Gas exchange parameters: the gas exchange parameters were measured using a LI-6800 portable photosynthesis system. The CO₂ concentration was set at 400 μmol mol⁻¹, the leaf chamber temperature at 30 °C, the relative humidity at 60%, and the photosynthetic active radiation (PAR) at 800 μmol m⁻² s⁻¹. The net photosynthetic rate (P_n), transpiration rate (T_r), stomatal conductance (G_s), and intercellular CO₂ concentration (C_i) of the middle part of the second fully expanded leaves were measured between 9:00 and 11:30 AM. Three plants were randomly selected for each treatment, and three leaves were determined for each plant.
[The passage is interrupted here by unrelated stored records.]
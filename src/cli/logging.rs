//! Logging initialization

use std::path::PathBuf;

/// Initialize logging based on debug flag
///
/// Logs go to a temp file so the TUI keeps stdout to itself. Returns the log
/// file path when debug logging is enabled.
pub fn init_logging(debug: bool) -> Option<PathBuf> {
    if !debug {
        // Silent by default
        return None;
    }

    let (file, path) = match tempfile::Builder::new()
        .prefix("gate9s-")
        .suffix(".log")
        .tempfile()
        .and_then(|f| f.keep().map_err(|e| e.error))
    {
        Ok(kept) => kept,
        Err(e) => {
            eprintln!("Failed to create log file: {}", e);
            return None;
        }
    };

    tracing_subscriber::fmt()
        .with_writer(file)
        .with_env_filter(
            tracing_subscriber::EnvFilter::try_from_default_env()
                .unwrap_or_else(|_| tracing_subscriber::EnvFilter::new("gate9s=debug")),
        )
        .with_ansi(false)
        .with_target(true)
        .with_file(true)
        .with_line_number(true)
        .init();

    Some(path)
}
Chlorophyll fluorescence: the same LI-6800 portable photosynthesis system was adopted for measurement, and the settings and leaf sampling were the same as above. The sampled leaves were dark adapted for 1 h and then the minimal fluorescence level (F₀) and maximum fluorescence level (F_m) were measured. Afterward, the actinic light was turned on and photo-activated until the fluorescence parameter was stable, and then the steady-state fluorescence (F_s), minimum fluorescence level in a light-adapted state (F₀’), and maximum fluorescence level in a light-adapted state (F_m’) were measured. The following parameters were also measured or calculated simultaneously, F_v/F₀: the ratio of photochemical to non-photochemical processes in PSII, F_v/F_m: the maximum photochemical efficiency of PSⅡ, F_v’/F_m’: the effective quantum yield, Φ_PSⅡ: the actual quantum yield, ETR: the electron transfer rate, q_P: the photochemical quenching coefficient, and NPQ: the non-photochemical quenching coefficient [29,30].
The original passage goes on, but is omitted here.